//! Synthetic experiments
//!
//! Generates a [`Dataset`] with a fully crossed sex × acclimation × exposure
//! design and exponential adult lifespans whose log-hazard is linear in the
//! covariates:
//!
//! ```text
//! log h = log h0 + β_sex·[male] + β_acc·(acc − acc_min) + β_exp·(exp − exp_min)
//! ```
//!
//! Lifespans are recorded on the half-day grid the same way the lab sheets
//! are: the death stamp is the half-day slot in which the death falls.

use chrono::NaiveDate;
use rand::Rng;
use rand_distr::{Distribution, Exp, Normal};

use crate::{
    dataset::{Dataset, ExclusionSummary},
    record::{DayPeriod, HalfDayStamp, Individual, Sex, Temperature},
};

#[derive(Debug, Clone)]
pub struct SimulationConfig {
    /// Individuals per sex × acclimation × exposure cell.
    pub per_cell: usize,
    pub acclimation_levels: Vec<Temperature>,
    pub exposure_levels: Vec<Temperature>,
    /// Daily hazard of a female at the lowest temperatures.
    pub baseline_hazard: f64,
    /// Log hazard ratio of males.
    pub male_effect: f64,
    /// Log hazard ratio per degree of acclimation above the lowest level.
    pub acclimation_effect: f64,
    /// Log hazard ratio per degree of exposure above the lowest level.
    pub exposure_effect: f64,
    pub pupal_mass_mean: f64,
    pub pupal_mass_sd: f64,
    /// First possible emergence date; emergences spread over the following week.
    pub start_date: NaiveDate,
}

impl Default for SimulationConfig {
    fn default() -> Self {
        Self {
            per_cell: 20,
            acclimation_levels: [20, 25, 30].map(Temperature::from_celsius_whole).to_vec(),
            exposure_levels: [20, 25, 30, 35].map(Temperature::from_celsius_whole).to_vec(),
            baseline_hazard: 0.1,
            male_effect: 0.4,
            acclimation_effect: -0.02,
            exposure_effect: 0.08,
            pupal_mass_mean: 0.25,
            pupal_mass_sd: 0.04,
            start_date: NaiveDate::from_ymd_opt(2023, 6, 1).unwrap_or_default(),
        }
    }
}

/// Draws one synthetic experiment.
///
/// Invalid distribution parameters (non-positive hazard or mass spread) yield
/// individuals without the affected measurement.
pub fn simulate<R>(config: &SimulationConfig, rng: &mut R) -> Dataset
where
    R: Rng + ?Sized,
{
    let acc_min = config.acclimation_levels.iter().min().map_or(0.0, |t| t.celsius());
    let exp_min = config.exposure_levels.iter().min().map_or(0.0, |t| t.celsius());
    let mass = Normal::new(config.pupal_mass_mean, config.pupal_mass_sd).ok();
    let start = HalfDayStamp::new(config.start_date, DayPeriod::Morning).index();

    let mut individuals = Vec::new();
    for sex in Sex::ALL {
        for &acclimation in &config.acclimation_levels {
            for &exposure in &config.exposure_levels {
                let log_hazard = config.baseline_hazard.ln()
                    + if sex == Sex::Male { config.male_effect } else { 0.0 }
                    + config.acclimation_effect * (acclimation.celsius() - acc_min)
                    + config.exposure_effect * (exposure.celsius() - exp_min);
                let lifespan = Exp::new(log_hazard.exp()).ok();

                for _ in 0..config.per_cell {
                    let emergence_index = start + rng.random_range(0..14);
                    let emergence = HalfDayStamp::from_index(emergence_index);
                    let death = lifespan.as_ref().and_then(|dist| {
                        #[expect(clippy::cast_possible_truncation)]
                        let half_days = (dist.sample(rng) * 2.0).floor().min(1e6) as i64;
                        HalfDayStamp::from_index(emergence_index + half_days)
                    });
                    let pupal_mass = mass.as_ref().map(|dist| dist.sample(rng).max(0.01));
                    individuals.push(Individual {
                        id: format!("S{:04}", individuals.len() + 1),
                        sex,
                        acclimation,
                        exposure,
                        emergence,
                        death,
                        pupal_mass,
                        notes: None,
                    });
                }
            }
        }
    }

    let missing_lifespan = individuals.iter().filter(|i| !i.has_lifespan()).count();
    tracing::info!(individuals = individuals.len(), "simulated dataset");
    Dataset {
        exclusions: ExclusionSummary {
            rows_read: individuals.len(),
            missing_covariates: 0,
            missing_lifespan,
        },
        individuals,
    }
}

#[cfg(test)]
mod tests {
    use rand::SeedableRng;
    use rand_pcg::Pcg64;

    use super::*;
    use crate::duration::survival_subjects;

    #[test]
    fn test_design_is_fully_crossed() {
        let config = SimulationConfig::default();
        let dataset = simulate(&config, &mut Pcg64::seed_from_u64(1));
        assert_eq!(dataset.individuals.len(), 2 * 3 * 4 * config.per_cell);
        assert_eq!(dataset.acclimation_levels(), config.acclimation_levels);
        assert_eq!(dataset.exposure_levels(), config.exposure_levels);
        assert!(dataset.individuals.iter().all(Individual::has_lifespan));
        assert_eq!(dataset.exclusions.missing_lifespan, 0);
    }

    #[test]
    fn test_same_seed_same_data() {
        let config = SimulationConfig::default();
        let a = simulate(&config, &mut Pcg64::seed_from_u64(42));
        let b = simulate(&config, &mut Pcg64::seed_from_u64(42));
        assert_eq!(a.individuals, b.individuals);
    }

    #[test]
    fn test_hotter_exposure_dies_sooner() {
        let config = SimulationConfig {
            per_cell: 200,
            exposure_effect: 0.15,
            ..SimulationConfig::default()
        };
        let dataset = simulate(&config, &mut Pcg64::seed_from_u64(3));
        let subjects = survival_subjects(&dataset);
        let mean_days = |celsius: i32| {
            let durations = subjects
                .iter()
                .filter(|s| s.exposure == Temperature::from_celsius_whole(celsius))
                .map(|s| s.duration.as_days())
                .collect::<Vec<_>>();
            durations.iter().sum::<f64>() / durations.len() as f64
        };
        assert!(mean_days(20) > mean_days(35));
    }
}
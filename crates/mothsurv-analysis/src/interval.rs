//! Half-day interval (counting-process) representation
//!
//! The hazards model consumes one `(start, stop]` record per half-day an
//! individual was observed alive, with an event flag set only on the record
//! that ends at its death:
//!
//! ```text
//! duration 1.5 d:   (0.0, 0.5] 0
//!                   (0.5, 1.0] 0
//!                   (1.0, 1.5] 1
//! ```
//!
//! Per subject the records are contiguous, non-overlapping and strictly
//! increasing, start at 0 and end at the subject's effective duration.
//!
//! # Zero durations
//!
//! A moth that emerged and died within the same half-day period has duration
//! 0, which cannot be expressed as an interval with `start < stop`. The
//! [`ZeroDurationPolicy`] decides what happens:
//!
//! - [`HalfDay`](ZeroDurationPolicy::HalfDay): the death is placed at the end
//!   of the observation period it happened in, giving one record `(0, 0.5]`
//!   with the event flag set. The effective duration becomes 0.5 days.
//! - [`Exclude`](ZeroDurationPolicy::Exclude): the subject is left out of the
//!   interval dataset and counted in [`IntervalDataset::excluded_zero_duration`].

use std::{io, ops::Range};

use serde::Serialize;

use crate::duration::{SurvivalDuration, SurvivalSubject};

/// Length of one interval in days.
pub const INTERVAL_LENGTH: f64 = 0.5;

#[derive(Default, Debug, Clone, Copy, PartialEq, Eq, derive_more::FromStr, Serialize)]
pub enum ZeroDurationPolicy {
    #[default]
    HalfDay,
    Exclude,
}

/// One half-day segment of a subject's lifespan.
#[derive(Debug, Clone, Copy, PartialEq, Serialize)]
pub struct IntervalRecord {
    /// Index of the subject in [`IntervalDataset::subjects`].
    pub subject: usize,
    pub start: f64,
    pub stop: f64,
    /// `true` only on the last interval, when the subject died.
    pub event: bool,
}

impl IntervalRecord {
    #[must_use]
    pub fn length(&self) -> f64 {
        self.stop - self.start
    }
}

/// Splits one lifespan into half-day intervals.
///
/// Returns `None` when the duration is zero and the policy is
/// [`ZeroDurationPolicy::Exclude`].
///
/// ```
/// use mothsurv_analysis::{
///     duration::SurvivalDuration,
///     interval::{ZeroDurationPolicy, reshape},
/// };
///
/// let intervals = reshape(0, SurvivalDuration::from_half_days(9), ZeroDurationPolicy::HalfDay).unwrap();
/// assert_eq!(intervals.len(), 9);
/// assert_eq!(intervals[8].stop, 4.5);
/// assert!(intervals[8].event);
/// assert!(intervals[..8].iter().all(|i| !i.event));
/// ```
#[must_use]
pub fn reshape(
    subject: usize,
    duration: SurvivalDuration,
    policy: ZeroDurationPolicy,
) -> Option<Vec<IntervalRecord>> {
    let count = match (duration.half_days(), policy) {
        (0, ZeroDurationPolicy::Exclude) => return None,
        (0, ZeroDurationPolicy::HalfDay) => 1,
        (n, _) => n,
    };
    Some(
        (0..count)
            .map(|k| IntervalRecord {
                subject,
                start: f64::from(k) * INTERVAL_LENGTH,
                stop: f64::from(k + 1) * INTERVAL_LENGTH,
                event: k + 1 == count,
            })
            .collect(),
    )
}

/// Interval records of every subject, grouped by subject in input order.
#[derive(Debug, Clone, Serialize)]
pub struct IntervalDataset {
    subjects: Vec<SurvivalSubject>,
    intervals: Vec<IntervalRecord>,
    ranges: Vec<Range<usize>>,
    excluded_zero_duration: usize,
    policy: ZeroDurationPolicy,
}

impl IntervalDataset {
    /// Reshapes all subjects.
    #[must_use]
    pub fn from_subjects(subjects: &[SurvivalSubject], policy: ZeroDurationPolicy) -> Self {
        let mut kept = Vec::with_capacity(subjects.len());
        let mut intervals = Vec::new();
        let mut ranges = Vec::with_capacity(subjects.len());
        let mut excluded_zero_duration = 0;

        for subject in subjects {
            match reshape(kept.len(), subject.duration, policy) {
                Some(records) => {
                    let start = intervals.len();
                    intervals.extend(records);
                    ranges.push(start..intervals.len());
                    kept.push(subject.clone());
                }
                None => {
                    tracing::warn!(id = %subject.id, "excluding zero-duration subject");
                    excluded_zero_duration += 1;
                }
            }
        }

        Self {
            subjects: kept,
            intervals,
            ranges,
            excluded_zero_duration,
            policy,
        }
    }

    #[must_use]
    pub fn subjects(&self) -> &[SurvivalSubject] {
        &self.subjects
    }

    #[must_use]
    pub fn intervals(&self) -> &[IntervalRecord] {
        &self.intervals
    }

    /// Intervals belonging to subject `index`, in time order.
    #[must_use]
    pub fn intervals_for(&self, index: usize) -> &[IntervalRecord] {
        match self.ranges.get(index) {
            Some(range) => &self.intervals[range.clone()],
            None => &[],
        }
    }

    #[must_use]
    pub fn excluded_zero_duration(&self) -> usize {
        self.excluded_zero_duration
    }

    #[must_use]
    pub fn policy(&self) -> ZeroDurationPolicy {
        self.policy
    }

    /// Duration actually represented by the subject's intervals, in days.
    ///
    /// Equal to the observed duration except for zero-duration subjects
    /// promoted to one half-day.
    #[must_use]
    pub fn effective_duration(&self, index: usize) -> f64 {
        self.intervals_for(index).last().map_or(0.0, |i| i.stop)
    }

    /// Number of deaths (one per subject).
    #[must_use]
    pub fn event_count(&self) -> usize {
        self.intervals.iter().filter(|i| i.event).count()
    }

    /// `(effective duration, is_censored)` pairs for Kaplan-Meier estimation.
    #[must_use]
    pub fn survival_data(&self) -> Vec<(f64, bool)> {
        (0..self.subjects.len())
            .map(|i| {
                let censored = !self.intervals_for(i).last().is_some_and(|r| r.event);
                (self.effective_duration(i), censored)
            })
            .collect()
    }

    /// Writes `id,subject,start,stop,event,sex,acclimation,exposure` rows.
    pub fn write_csv<W>(&self, writer: W) -> Result<(), csv::Error>
    where
        W: io::Write,
    {
        let mut writer = csv::Writer::from_writer(writer);
        writer.write_record([
            "id",
            "subject",
            "start",
            "stop",
            "event",
            "sex",
            "acclimation",
            "exposure",
        ])?;
        for record in &self.intervals {
            let subject = &self.subjects[record.subject];
            writer.write_record([
                subject.id.clone(),
                record.subject.to_string(),
                format!("{:.1}", record.start),
                format!("{:.1}", record.stop),
                u8::from(record.event).to_string(),
                subject.sex.to_string(),
                format!("{}", subject.acclimation.celsius()),
                format!("{}", subject.exposure.celsius()),
            ])?;
        }
        writer.flush()?;
        Ok(())
    }
}

#[cfg(test)]
mod tests {
    use proptest::prelude::*;

    use super::*;
    use crate::record::{Sex, Temperature};

    fn subject(id: &str, half_days: u32) -> SurvivalSubject {
        SurvivalSubject {
            id: id.to_owned(),
            sex: Sex::Female,
            acclimation: Temperature::from_celsius_whole(20),
            exposure: Temperature::from_celsius_whole(30),
            pupal_mass: None,
            duration: SurvivalDuration::from_half_days(half_days),
        }
    }

    #[test]
    fn test_four_and_a_half_days() {
        let intervals = reshape(3, SurvivalDuration::from_half_days(9), ZeroDurationPolicy::HalfDay)
            .unwrap();
        assert_eq!(intervals.len(), 9);
        assert_eq!(intervals[0].start, 0.0);
        assert_eq!(intervals[8].stop, 4.5);
        assert!(intervals.iter().all(|i| i.subject == 3));
        assert_eq!(intervals.iter().filter(|i| i.event).count(), 1);
    }

    #[test]
    fn test_zero_duration_half_day_policy() {
        let intervals =
            reshape(0, SurvivalDuration::from_half_days(0), ZeroDurationPolicy::HalfDay).unwrap();
        assert_eq!(
            intervals,
            vec![IntervalRecord {
                subject: 0,
                start: 0.0,
                stop: 0.5,
                event: true
            }]
        );
    }

    #[test]
    fn test_zero_duration_exclude_policy() {
        assert!(reshape(0, SurvivalDuration::from_half_days(0), ZeroDurationPolicy::Exclude).is_none());
        let dataset = IntervalDataset::from_subjects(
            &[subject("a", 0), subject("b", 2)],
            ZeroDurationPolicy::Exclude,
        );
        assert_eq!(dataset.subjects().len(), 1);
        assert_eq!(dataset.subjects()[0].id, "b");
        assert_eq!(dataset.excluded_zero_duration(), 1);
        // indices are re-numbered densely
        assert!(dataset.intervals().iter().all(|i| i.subject == 0));
    }

    #[test]
    fn test_identical_covariates_stay_independent() {
        let dataset = IntervalDataset::from_subjects(
            &[subject("a", 3), subject("b", 5)],
            ZeroDurationPolicy::HalfDay,
        );
        assert_eq!(dataset.intervals_for(0).len(), 3);
        assert_eq!(dataset.intervals_for(1).len(), 5);
        assert!(dataset.intervals_for(0).iter().all(|i| i.subject == 0));
        assert!(dataset.intervals_for(1).iter().all(|i| i.subject == 1));
        assert_eq!(dataset.effective_duration(0), 1.5);
        assert_eq!(dataset.effective_duration(1), 2.5);
        assert_eq!(dataset.event_count(), 2);
        assert!(dataset.intervals_for(2).is_empty());
    }

    #[test]
    fn test_survival_data_has_no_censoring() {
        let dataset = IntervalDataset::from_subjects(
            &[subject("a", 0), subject("b", 4)],
            ZeroDurationPolicy::HalfDay,
        );
        assert_eq!(dataset.survival_data(), vec![(0.5, false), (2.0, false)]);
    }

    #[test]
    fn test_csv_output() {
        let dataset = IntervalDataset::from_subjects(&[subject("a", 2)], ZeroDurationPolicy::HalfDay);
        let mut buf = Vec::new();
        dataset.write_csv(&mut buf).unwrap();
        let text = String::from_utf8(buf).unwrap();
        assert_eq!(
            text,
            "id,subject,start,stop,event,sex,acclimation,exposure\n\
             a,0,0.0,0.5,0,F,20,30\n\
             a,0,0.5,1.0,1,F,20,30\n"
        );
    }

    proptest! {
        #[test]
        fn prop_intervals_partition_lifespan(half_days in 1u32..400) {
            let duration = SurvivalDuration::from_half_days(half_days);
            let intervals = reshape(0, duration, ZeroDurationPolicy::HalfDay).unwrap();

            prop_assert_eq!(intervals.len() as u32, half_days);
            let total: f64 = intervals.iter().map(IntervalRecord::length).sum();
            prop_assert!((total - duration.as_days()).abs() < 1e-9);

            prop_assert_eq!(intervals.iter().filter(|i| i.event).count(), 1);
            prop_assert!(intervals.last().unwrap().event);
            prop_assert_eq!(intervals.last().unwrap().stop, duration.as_days());

            for pair in intervals.windows(2) {
                prop_assert_eq!(pair[0].stop, pair[1].start);
                prop_assert!(pair[0].start < pair[0].stop);
            }
        }

        #[test]
        fn prop_dataset_keeps_subject_grouping(durations in prop::collection::vec(0u32..40, 1..30)) {
            let subjects = durations
                .iter()
                .enumerate()
                .map(|(i, d)| subject(&format!("s{i}"), *d))
                .collect::<Vec<_>>();
            let dataset = IntervalDataset::from_subjects(&subjects, ZeroDurationPolicy::HalfDay);

            prop_assert_eq!(dataset.subjects().len(), subjects.len());
            for (index, d) in durations.iter().enumerate() {
                let records = dataset.intervals_for(index);
                prop_assert_eq!(records.len() as u32, (*d).max(1));
                prop_assert!(records.iter().all(|r| r.subject == index));
                let expected = f64::from((*d).max(1)) * INTERVAL_LENGTH;
                prop_assert_eq!(dataset.effective_duration(index), expected);
            }
        }
    }
}
impl Dataset {
    /// Reads the experiment table from a CSV file.
    pub fn from_path<P>(path: P, options: &LoadOptions) -> Result<Self, LoadError>
    where
        P: AsRef<Path>,
    {
        let reader = csv::ReaderBuilder::new()
            .has_headers(true)
            .flexible(true)
            .from_path(path)?;
        Self::from_csv_reader(reader, options)
    }

    /// Reads the experiment table from any CSV source.
    ///
    /// ```
    /// use mothsurv_analysis::dataset::{Dataset, LoadOptions};
    ///
    /// let csv = "\
    /// id,pupal_mass,sex,acclimation_temp,exposure_temp,emergence_date,emergence_time,death_date,death_time
    /// m1,0.21,F,20,25,2023-06-10,AM,2023-06-14,PM
    /// m2,NA,M,20,30,2023-06-11,PM,,
    /// ";
    /// let dataset = Dataset::from_reader(csv.as_bytes(), &LoadOptions::default()).unwrap();
    /// assert_eq!(dataset.individuals.len(), 2);
    /// assert_eq!(dataset.exclusions.missing_lifespan, 1);
    /// ```
    pub fn from_reader<R>(reader: R, options: &LoadOptions) -> Result<Self, LoadError>
    where
        R: io::Read,
    {
        let reader = csv::ReaderBuilder::new()
            .has_headers(true)
            .flexible(true)
            .from_reader(reader);
        Self::from_csv_reader(reader, options)
    }

    fn from_csv_reader<R>(mut reader: csv::Reader<R>, options: &LoadOptions) -> Result<Self, LoadError>
    where
        R: io::Read,
    {
        let columns = Columns::from_headers(reader.headers()?)?;
        let mut individuals = Vec::new();
        let mut exclusions = ExclusionSummary::default();
        let mut seen_ids = BTreeSet::new();

        for (i, record) in reader.records().enumerate() {
            let record = record?;
            // header is line 1
            let row = i + 2;
            exclusions.rows_read += 1;
            let parser = RowParser {
                row,
                record: &record,
                options,
            };

            let id = cell(&record, columns.id)
                .ok_or(LoadError::EmptyId { row })?
                .to_owned();
            if !seen_ids.insert(id.clone()) {
                return Err(LoadError::DuplicateId { row, id });
            }

            let sex = parser.field::<Sex>(columns.sex, "sex")?;
            let acclimation = parser.field::<Temperature>(columns.acclimation, "acclimation_temp")?;
            let exposure = parser.field::<Temperature>(columns.exposure, "exposure_temp")?;
            let pupal_mass = parser.number(columns.pupal_mass, "pupal_mass")?;
            let emergence = parser.stamp(
                columns.emergence_date,
                "emergence_date",
                columns.emergence_time,
                "emergence_time",
            )?;
            let death = parser.stamp(
                columns.death_date,
                "death_date",
                columns.death_time,
                "death_time",
            )?;
            let notes = columns
                .notes
                .and_then(|index| cell(&record, index))
                .map(str::to_owned);

            let (Some(sex), Some(acclimation), Some(exposure)) = (sex, acclimation, exposure)
            else {
                tracing::warn!(row, %id, "excluding individual with missing sex or treatment");
                exclusions.missing_covariates += 1;
                continue;
            };

            if let (Some(emergence), Some(death)) = (emergence, death) {
                if death < emergence {
                    return Err(LoadError::DeathBeforeEmergence {
                        id,
                        emergence,
                        death,
                    });
                }
            } else {
                tracing::debug!(row, %id, "individual has no complete lifespan");
                exclusions.missing_lifespan += 1;
            }

            individuals.push(Individual {
                id,
                sex,
                acclimation,
                exposure,
                emergence,
                death,
                pupal_mass,
                notes,
            });
        }

        if individuals.is_empty() {
            return Err(LoadError::Empty);
        }
        tracing::info!(
            individuals = individuals.len(),
            rows = exclusions.rows_read,
            "dataset loaded"
        );
        Ok(Self {
            individuals,
            exclusions,
        })
    }

    /// Writes the table back out in the input column layout.
    ///
    /// Missing values are written as `NA`; dates use `options.date_format`.
    pub fn write_csv<W>(&self, writer: W, options: &LoadOptions) -> Result<(), csv::Error>
    where
        W: io::Write,
    {
        const NA: &str = "NA";
        let mut writer = csv::Writer::from_writer(writer);
        writer.write_record([
            "id",
            "pupal_mass",
            "sex",
            "acclimation_temp",
            "exposure_temp",
            "emergence_date",
            "emergence_time",
            "death_date",
            "death_time",
            "notes",
        ])?;
        let stamp = |stamp: Option<HalfDayStamp>| match stamp {
            Some(s) => (
                s.date.format(&options.date_format).to_string(),
                s.period.code().to_owned(),
            ),
            None => (NA.to_owned(), NA.to_owned()),
        };
        for individual in &self.individuals {
            let (emergence_date, emergence_time) = stamp(individual.emergence);
            let (death_date, death_time) = stamp(individual.death);
            writer.write_record([
                individual.id.clone(),
                individual
                    .pupal_mass
                    .map_or_else(|| NA.to_owned(), |m| m.to_string()),
                individual.sex.code().to_owned(),
                individual.acclimation.celsius().to_string(),
                individual.exposure.celsius().to_string(),
                emergence_date,
                emergence_time,
                death_date,
                death_time,
                individual.notes.clone().unwrap_or_default(),
            ])?;
        }
        writer.flush()?;
        Ok(())
    }

    /// Sorted distinct acclimation temperatures.
    #[must_use]
    pub fn acclimation_levels(&self) -> Vec<Temperature> {
        self.individuals
            .iter()
            .map(|i| i.acclimation)
            .collect::<BTreeSet<_>>()
            .into_iter()
            .collect()
    }

    /// Sorted distinct exposure temperatures.
    #[must_use]
    pub fn exposure_levels(&self) -> Vec<Temperature> {
        self.individuals
            .iter()
            .map(|i| i.exposure)
            .collect::<BTreeSet<_>>()
            .into_iter()
            .collect()
    }
}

▶ ASSIGNMENT
Would you give the number of lines of the data that include the string "died"? Nothing else is wanted.

▶ TASK OUTPUT
2